++++ Task data ++++

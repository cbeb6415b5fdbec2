use std::io;
use std::sync::atomic::{AtomicUsize, Ordering};
use std::sync::{Arc, Mutex};
use std::time::{Duration, Instant};

use ratatui::crossterm::event::{KeyCode, KeyEvent, KeyModifiers};
use serde_json::{Value, json};

use crate::engine::{DocumentEngine, Hit, ImportError, SearchRequest};
use crate::shards::{SHARD_SET, ShardError, ShardFetcher};
use crate::types::{DocRecord, MAX_RESULTS, Readiness};

use super::{App, Focus};

fn record(index: usize) -> DocRecord {
    DocRecord {
        page_title: format!("Page {index}"),
        section_title: format!("Section {index}"),
        target_ref: format!("page-{index}/#section"),
    }
}

#[derive(Clone, Default)]
struct EngineProbe {
    search_calls: Arc<AtomicUsize>,
    imported: Arc<Mutex<Vec<String>>>,
}

impl EngineProbe {
    fn search_calls(&self) -> usize {
        self.search_calls.load(Ordering::SeqCst)
    }

    fn imported(&self) -> Vec<String> {
        self.imported.lock().expect("probe lock").clone()
    }
}

/// Engine that answers every query with a fixed number of matches.
struct FakeEngine {
    matches: usize,
    probe: EngineProbe,
}

impl DocumentEngine for FakeEngine {
    fn import(&mut self, shard: &str, _payload: Value) -> Result<(), ImportError> {
        self.probe
            .imported
            .lock()
            .expect("probe lock")
            .push(shard.to_string());
        Ok(())
    }

    fn search(&self, _query: &str, request: &SearchRequest) -> Vec<Hit> {
        self.probe.search_calls.fetch_add(1, Ordering::SeqCst);
        (0..self.matches.min(request.limit))
            .map(|index| Hit {
                id: index.to_string(),
                doc: request.enrich.then(|| record(index)),
            })
            .collect()
    }
}

/// Fetcher with an optional failing shard; everything else succeeds.
struct FakeFetcher {
    fail: Option<&'static str>,
    fetch_calls: Arc<AtomicUsize>,
}

impl FakeFetcher {
    fn reliable() -> Self {
        Self {
            fail: None,
            fetch_calls: Arc::default(),
        }
    }

    fn failing(shard: &'static str) -> Self {
        Self {
            fail: Some(shard),
            fetch_calls: Arc::default(),
        }
    }
}

impl ShardFetcher for FakeFetcher {
    fn fetch(&self, name: &'static str) -> Result<Value, ShardError> {
        self.fetch_calls.fetch_add(1, Ordering::SeqCst);
        if self.fail == Some(name) {
            Err(ShardError::Fetch {
                name,
                source: io::Error::new(io::ErrorKind::NotFound, "missing shard"),
            })
        } else {
            Ok(json!({}))
        }
    }
}

fn app_with(matches: usize, fetcher: FakeFetcher, initial_query: &str) -> (App, EngineProbe) {
    let probe = EngineProbe::default();
    let engine = FakeEngine {
        matches,
        probe: probe.clone(),
    };
    let app = App::new(
        Box::new(engine),
        Arc::new(fetcher),
        initial_query.to_string(),
    );
    (app, probe)
}

/// Pump shard events until the load settles or a deadline passes.
fn pump_until_settled(app: &mut App) {
    let deadline = Instant::now() + Duration::from_secs(2);
    while app.readiness == Readiness::Loading && Instant::now() < deadline {
        app.pump_shard_events();
        std::thread::sleep(Duration::from_millis(5));
    }
    app.pump_shard_events();
}

fn press(code: KeyCode) -> KeyEvent {
    KeyEvent::new(code, KeyModifiers::NONE)
}

#[test]
fn first_search_triggers_the_load_and_later_ones_do_not_restart_it() {
    let fetcher = FakeFetcher::reliable();
    let fetch_calls = Arc::clone(&fetcher.fetch_calls);
    let (mut app, _probe) = app_with(3, fetcher, "graph");
    assert_eq!(app.readiness, Readiness::Unloaded);

    app.run_search();
    assert_eq!(app.readiness, Readiness::Loading);

    // Searching again while Loading must not spawn a second fetch batch.
    app.run_search();
    pump_until_settled(&mut app);
    assert_eq!(app.readiness, Readiness::Ready);
    assert_eq!(fetch_calls.load(Ordering::SeqCst), SHARD_SET.len());
}

#[test]
fn successful_load_imports_every_shard_once() {
    let fetcher = FakeFetcher::reliable();
    let fetch_calls = Arc::clone(&fetcher.fetch_calls);
    let (mut app, probe) = app_with(0, fetcher, "");

    app.run_search();
    pump_until_settled(&mut app);

    assert_eq!(app.readiness, Readiness::Ready);
    assert_eq!(fetch_calls.load(Ordering::SeqCst), SHARD_SET.len());
    let mut imported = probe.imported();
    imported.sort_unstable();
    let mut expected: Vec<String> = SHARD_SET.iter().map(ToString::to_string).collect();
    expected.sort_unstable();
    assert_eq!(imported, expected);

    // Ready is terminal: another load attempt is a no-op.
    app.ensure_loaded();
    assert_eq!(app.readiness, Readiness::Ready);
    assert_eq!(fetch_calls.load(Ordering::SeqCst), SHARD_SET.len());
}

#[test]
fn one_failed_shard_fails_the_whole_load() {
    let (mut app, _probe) = app_with(3, FakeFetcher::failing("registry"), "");

    app.run_search();
    pump_until_settled(&mut app);

    assert_eq!(app.readiness, Readiness::Failed);

    // Late sibling results are drained without effect.
    app.pump_shard_events();
    assert_eq!(app.readiness, Readiness::Failed);

    // Failed is terminal for the session.
    app.ensure_loaded();
    assert_eq!(app.readiness, Readiness::Failed);
}

#[test]
fn identical_query_text_suppresses_the_second_search() {
    let (mut app, probe) = app_with(3, FakeFetcher::reliable(), "graph");
    app.run_search();
    pump_until_settled(&mut app);
    assert_eq!(probe.search_calls(), 1);

    // A focus event with unchanged text does not hit the engine again.
    app.run_search();
    assert_eq!(probe.search_calls(), 1);

    assert!(app.input.handle_key(press(KeyCode::Char('s'))));
    app.run_search();
    assert_eq!(probe.search_calls(), 2);
}

#[test]
fn rendered_rows_are_capped_one_below_the_result_limit() {
    let (mut app, _probe) = app_with(100, FakeFetcher::reliable(), "graph");
    app.run_search();
    pump_until_settled(&mut app);

    assert!(app.panel_visible);
    assert_eq!(app.rows.len(), MAX_RESULTS - 1);
    assert_eq!(app.rows[0].index, 0);
    assert_eq!(app.rows[MAX_RESULTS - 2].index, MAX_RESULTS - 2);
}

#[test]
fn empty_result_set_hides_the_panel() {
    let (mut app, probe) = app_with(0, FakeFetcher::reliable(), "zz留");
    app.run_search();
    pump_until_settled(&mut app);

    assert_eq!(probe.search_calls(), 1);
    assert!(!app.panel_visible);
    assert!(app.rows.is_empty());
}

#[test]
fn arrow_keys_wrap_between_input_and_rows() {
    let (mut app, _probe) = app_with(3, FakeFetcher::reliable(), "graph");
    app.run_search();
    pump_until_settled(&mut app);
    assert_eq!(app.rows.len(), 3);

    // Input -> first row, then walk down and wrap back to the input.
    app.handle_key(press(KeyCode::Down));
    assert_eq!(app.focus, Focus::Row(0));
    app.handle_key(press(KeyCode::Down));
    app.handle_key(press(KeyCode::Down));
    assert_eq!(app.focus, Focus::Row(2));
    app.handle_key(press(KeyCode::Down));
    assert_eq!(app.focus, Focus::Input);

    // Input ArrowUp focuses the last row.
    app.handle_key(press(KeyCode::Up));
    assert_eq!(app.focus, Focus::Row(2));
}

#[test]
fn failed_index_disables_search_and_navigation() {
    let (mut app, probe) = app_with(3, FakeFetcher::failing("store"), "");
    app.run_search();
    pump_until_settled(&mut app);
    assert_eq!(app.readiness, Readiness::Failed);

    app.handle_key(press(KeyCode::Char('g')));
    app.handle_key(press(KeyCode::Char('r')));
    assert_eq!(probe.search_calls(), 0);
    assert!(app.rows.is_empty());

    app.handle_key(press(KeyCode::Down));
    assert_eq!(app.focus, Focus::Input);
}

#[test]
fn slash_jumps_to_the_input_only_from_the_body() {
    let (mut app, _probe) = app_with(0, FakeFetcher::reliable(), "");
    app.handle_key(press(KeyCode::Esc));
    assert_eq!(app.focus, Focus::Body);

    app.handle_key(press(KeyCode::Char('/')));
    assert_eq!(app.focus, Focus::Input);

    // While the input is focused, '/' is just a character.
    app.handle_key(press(KeyCode::Char('/')));
    assert_eq!(app.focus, Focus::Input);
    assert_eq!(app.input.text(), "/");
}

#[test]
fn s_is_a_shortcut_from_the_body_too() {
    let (mut app, _probe) = app_with(0, FakeFetcher::reliable(), "");
    app.handle_key(press(KeyCode::Esc));
    app.handle_key(press(KeyCode::Char('s')));
    assert_eq!(app.focus, Focus::Input);
}

#[test]
fn ready_transition_reruns_the_pending_query() {
    let (mut app, probe) = app_with(2, FakeFetcher::reliable(), "graph");

    // Opening the widget triggers the load; no search has run yet.
    app.run_search();
    assert_eq!(probe.search_calls(), 0);
    assert!(app.rows.is_empty());

    pump_until_settled(&mut app);
    assert_eq!(probe.search_calls(), 1);
    assert_eq!(app.rows.len(), 2);
}

#[test]
fn enter_on_a_row_accepts_its_target() {
    let (mut app, _probe) = app_with(3, FakeFetcher::reliable(), "graph");
    app.run_search();
    pump_until_settled(&mut app);

    app.handle_key(press(KeyCode::Down));
    app.handle_key(press(KeyCode::Down));
    assert_eq!(app.focus, Focus::Row(1));

    let outcome = app.handle_key(press(KeyCode::Enter)).expect("outcome");
    assert!(outcome.accepted);
    assert_eq!(outcome.selection, Some(record(1)));
}

#[test]
fn escape_from_the_body_cancels() {
    let (mut app, _probe) = app_with(0, FakeFetcher::reliable(), "pending");
    app.handle_key(press(KeyCode::Esc));
    let outcome = app.handle_key(press(KeyCode::Esc)).expect("outcome");
    assert!(!outcome.accepted);
    assert_eq!(outcome.query, "pending");
    assert!(outcome.selection.is_none());
}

++++

## Assigned task
Output exactly one stretch of the listing: from the line containing "fn search_calls(&self) ->" through the line containing "FakeFetcher, initial_query: &str)", both end lines included.

## Solution for this problem
    fn search_calls(&self) -> usize {
        self.search_calls.load(Ordering::SeqCst)
    }

    fn imported(&self) -> Vec<String> {
        self.imported.lock().expect("probe lock").clone()
    }
}

/// Engine that answers every query with a fixed number of matches.
struct FakeEngine {
    matches: usize,
    probe: EngineProbe,
}

impl DocumentEngine for FakeEngine {
    fn import(&mut self, shard: &str, _payload: Value) -> Result<(), ImportError> {
        self.probe
            .imported
            .lock()
            .expect("probe lock")
            .push(shard.to_string());
        Ok(())
    }

    fn search(&self, _query: &str, request: &SearchRequest) -> Vec<Hit> {
        self.probe.search_calls.fetch_add(1, Ordering::SeqCst);
        (0..self.matches.min(request.limit))
            .map(|index| Hit {
                id: index.to_string(),
                doc: request.enrich.then(|| record(index)),
            })
            .collect()
    }
}

/// Fetcher with an optional failing shard; everything else succeeds.
struct FakeFetcher {
    fail: Option<&'static str>,
    fetch_calls: Arc<AtomicUsize>,
}

impl FakeFetcher {
    fn reliable() -> Self {
        Self {
            fail: None,
            fetch_calls: Arc::default(),
        }
    }

    fn failing(shard: &'static str) -> Self {
        Self {
            fail: Some(shard),
            fetch_calls: Arc::default(),
        }
    }
}

impl ShardFetcher for FakeFetcher {
    fn fetch(&self, name: &'static str) -> Result<Value, ShardError> {
        self.fetch_calls.fetch_add(1, Ordering::SeqCst);
        if self.fail == Some(name) {
            Err(ShardError::Fetch {
                name,
                source: io::Error::new(io::ErrorKind::NotFound, "missing shard"),
            })
        } else {
            Ok(json!({}))
        }
    }
}

fn app_with(matches: usize, fetcher: FakeFetcher, initial_query: &str) -> (App, EngineProbe) {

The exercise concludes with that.